= Sussex's Men =

English playing company

The Earl of Sussex's Men was a playing company or troupe of actors in Elizabethan and Jacobean England, most notable for their connection with the early career of William Shakespeare.

==First phase==
Thomas Radclyffe, 3rd Earl of Sussex was one of the most powerful aristocrats during the middle years of Queen Elizabeth I's reign; he was named Lord Chamberlain in 1572. Like other prominent noblemen of the period, he kept a troupe of players among his retainers. The limited records of the era reveal the existence of such troupes of actors, like Leicester's Men, Pembroke's Men, or Worcester's Men, mainly in the documents of the cities they visited during their tours of the country; similarly, Sussex's Men enter the historical record when they performed in Nottingham in March 1569. From then through the 1570s they also played in Maldon, Ipswich, Canterbury, Dover, Bristol, and other towns; the troupe had six members during this era. Since their patron was serving as Lord Chamberlain, they were sometimes called the Lord Chamberlain's Men — though they should not be confused with the more famous Lord Chamberlain's Men of the 1590s, the company of Shakespeare and Richard Burbage.

Given their patron's status, it is not surprising that Sussex's Men played at Court several times in this period, most often during the Christmas holidays. Their repertory consisted of anonymous and now-lost plays that are known only by their titles: The Red Knight, The Cruelty of a Stepmother, and Murderous Michael are three examples. The company acted The Cynocephali ("Dog-heads") at Court on 2 February 1577. John Adams was apparently the leader of the troupe (he received their fees for them); Richard Tarlton began his career with Sussex's Men in these years, before going to Queen Elizabeth's Men in 1583.
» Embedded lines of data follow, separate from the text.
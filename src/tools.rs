//! # External Tools
//!
//! Questo modulo centralizza la risoluzione e l'esecuzione dei tool esterni
//! (cjpeg, cwebp, img2webp, avifenc, heif-enc, heif-convert, zopflipng, pngquant,
//! ffmpeg, ffprobe).
//!
//! ## Risoluzione:
//! 1. Directory indicata da `MEDIA_RECOMPRESS_TOOLS_DIR` (tool bundled)
//! 2. `PATH` di sistema
//!
//! I risultati sono messi in cache nel singleton `ToolLocator::instance()`.
//!
//! ## Esecuzione:
//! `ToolCommand` è sincrono e viene chiamato dai backend, che girano
//! sempre dentro `spawn_blocking`. Il successo è dato dal codice di ritorno, il log
//! (stderr) viene catturato e riportato nell'errore.

use std::collections::HashMap;
use std::env;
use std::io::{BufRead, BufReader};
use std::path::{Path, PathBuf};
use std::process::{Command, Stdio};
use std::sync::{Mutex, OnceLock};

use tracing::{debug, warn};

use crate::error::EncodeError;

pub const TOOLS_DIR_ENV: &str = "MEDIA_RECOMPRESS_TOOLS_DIR";

/// Every external tool a default registry may call.
pub const KNOWN_TOOLS: &[&str] = &[
    "cjpeg",
    "cwebp",
    "img2webp",
    "avifenc",
    "heif-enc",
    "heif-convert",
    "zopflipng",
    "pngquant",
    "ffmpeg",
    "ffprobe",
];

/// Lines of tool output kept in error messages.
const LOG_TAIL_LINES: usize = 10;

/// Cached lookup of external executables.
pub struct ToolLocator {
    tools_dir: Option<PathBuf>,
    cache: Mutex<HashMap<String, Option<PathBuf>>>,
}

impl ToolLocator {
    pub fn instance() -> &'static Self {
        static INSTANCE: OnceLock<ToolLocator> = OnceLock::new();
        INSTANCE.get_or_init(|| Self::new(env::var_os(TOOLS_DIR_ENV).map(PathBuf::from)))
    }

    pub fn new(tools_dir: Option<PathBuf>) -> Self {
        if let Some(ref dir) = tools_dir {
            debug!("Bundled tools directory: {}", dir.display());
        }
        Self {
            tools_dir,
            cache: Mutex::new(HashMap::new()),
        }
    }

    pub fn resolve(&self, tool: &str) -> Option<PathBuf> {
        let mut cache = self.cache.lock().unwrap_or_else(|e| e.into_inner());
        if let Some(hit) = cache.get(tool) {
            return hit.clone();
        }

        let resolved = self
            .tools_dir
            .as_deref()
            .map(|dir| dir.join(executable_name(tool)))
            .filter(|path| path.is_file())
            .or_else(|| find_in_path(tool));

        match resolved {
            Some(ref path) => debug!("Resolved tool {} -> {}", tool, path.display()),
            None => debug!("Tool not found: {}", tool),
        }
        cache.insert(tool.to_string(), resolved.clone());
        resolved
    }

    pub fn is_available(&self, tool: &str) -> bool {
        self.resolve(tool).is_some()
    }

    /// One line per known tool, used by `--check-tools`.
    pub fn report(&self, tools: &[&str]) -> String {
        tools
            .iter()
            .map(|tool| match self.resolve(tool) {
                Some(path) => format!("✅ {:<12} {}", tool, path.display()),
                None => format!("❌ {:<12} not found", tool),
            })
            .collect::<Vec<_>>()
            .join("\n")
    }
}

fn executable_name(tool: &str) -> String {
    if cfg!(windows) {
        format!("{tool}.exe")
    } else {
        tool.to_string()
    }
}

fn find_in_path(tool: &str) -> Option<PathBuf> {
    let name = executable_name(tool);
    env::split_paths(&env::var_os("PATH")?)
        .map(|dir| dir.join(&name))
        .find(|path| path.is_file())
}

/// Captured result of a successful tool run.
#[derive(Debug, Default)]
pub struct ToolOutput {
    pub stdout: Vec<u8>,
    pub log: String,
}

/// An external command built from resolved encoder parameters.
#[derive(Debug, Clone)]
pub struct ToolCommand {
    tool: &'static str,
    args: Vec<String>,
}

impl ToolCommand {
    pub fn new(tool: &'static str, args: Vec<String>) -> Self {
        Self { tool, args }
    }

    pub fn tool(&self) -> &'static str {
        self.tool
    }

    pub fn args(&self) -> &[String] {
        &self.args
    }

    fn command(&self) -> Result<Command, EncodeError> {
        let path = ToolLocator::instance()
            .resolve(self.tool)
            .ok_or_else(|| EncodeError::ToolUnavailable(self.tool.to_string()))?;
        let mut cmd = Command::new(path);
        cmd.args(&self.args);
        Ok(cmd)
    }

    /// Runs the tool to completion and maps a non-zero exit to `ToolFailed`.
    pub fn run(&self) -> Result<ToolOutput, EncodeError> {
        debug!("Running {} {}", self.tool, self.args.join(" "));
        let output = self.command()?.stdin(Stdio::null()).output()?;
        let log = String::from_utf8_lossy(&output.stderr).into_owned();

        if !output.status.success() {
            warn!("{} failed with {:?}", self.tool, output.status.code());
            return Err(EncodeError::ToolFailed {
                tool: self.tool.to_string(),
                code: output.status.code(),
                log: log_tail(&log),
            });
        }
        Ok(ToolOutput {
            stdout: output.stdout,
            log,
        })
    }

    /// Runs the tool while feeding every stdout line to `on_line`.
    pub fn run_streaming(&self, mut on_line: impl FnMut(&str)) -> Result<ToolOutput, EncodeError> {
        debug!("Running {} {} (streaming)", self.tool, self.args.join(" "));
        let mut child = self
            .command()?
            .stdin(Stdio::null())
            .stdout(Stdio::piped())
            .stderr(Stdio::piped())
            .spawn()?;

        // stderr is drained on its own thread so a chatty tool cannot block on a full pipe
        let stderr = child.stderr.take();
        let stderr_reader = std::thread::spawn(move || {
            let mut log = String::new();
            if let Some(stderr) = stderr {
                for line in BufReader::new(stderr).lines().map_while(Result::ok) {
                    log.push_str(&line);
                    log.push('\n');
                }
            }
            log
        });

        if let Some(stdout) = child.stdout.take() {
            for line in BufReader::new(stdout).lines().map_while(Result::ok) {
                on_line(&line);
            }
        }

        let status = child.wait()?;
        let log = stderr_reader.join().unwrap_or_default();
        if !status.success() {
            return Err(EncodeError::ToolFailed {
                tool: self.tool.to_string(),
                code: status.code(),
                log: log_tail(&log),
            });
        }
        Ok(ToolOutput {
            stdout: Vec::new(),
            log,
        })
    }
}

fn log_tail(log: &str) -> String {
    let lines: Vec<&str> = log.lines().collect();
    let start = lines.len().saturating_sub(LOG_TAIL_LINES);
    lines[start..].join("\n")
}

/// Reads a file produced by a tool, treating an empty result as a failure.
pub fn read_tool_output(tool: &str, path: &Path) -> Result<Vec<u8>, EncodeError> {
    let bytes = std::fs::read(path)?;
    if bytes.is_empty() {
        return Err(EncodeError::ToolFailed {
            tool: tool.to_string(),
            code: Some(0),
            log: format!("{} produced an empty file", path.display()),
        });
    }
    Ok(bytes)
}
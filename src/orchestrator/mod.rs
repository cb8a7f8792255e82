//! # Orchestrator Module
//!
//! - `compressor`: pipeline di un singolo item (`compress`)
//! - `batch`: runner sequenziale su file e directory
//! - `path_resolver`: calcolo dei path di output

pub mod batch;
pub mod compressor;
pub mod path_resolver;

pub use batch::{BatchOptions, BatchRunner};
pub use compressor::{resolve_format, CompressRequest, Compressor};
pub use path_resolver::PathResolver;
In 1583 the 3rd Earl of Sussex died childless, and was succeeded by his younger brother Henry Radclyffe as 4th Earl. During the ten years he held the earldom, Sussex's Men are known primarily through their provincial tours. In 1590 and 1591 they formed a temporary alliance with Queen Elizabeth's Men, formerly the leading company of the time but then in decline.

==The early 1590s==
Sussex's Men ended a near-decade absence from Court with a performance there on 2 January 1592. At around this time they may have been connected with Christopher Marlowe and Thomas Kyd, though specific details have not survived.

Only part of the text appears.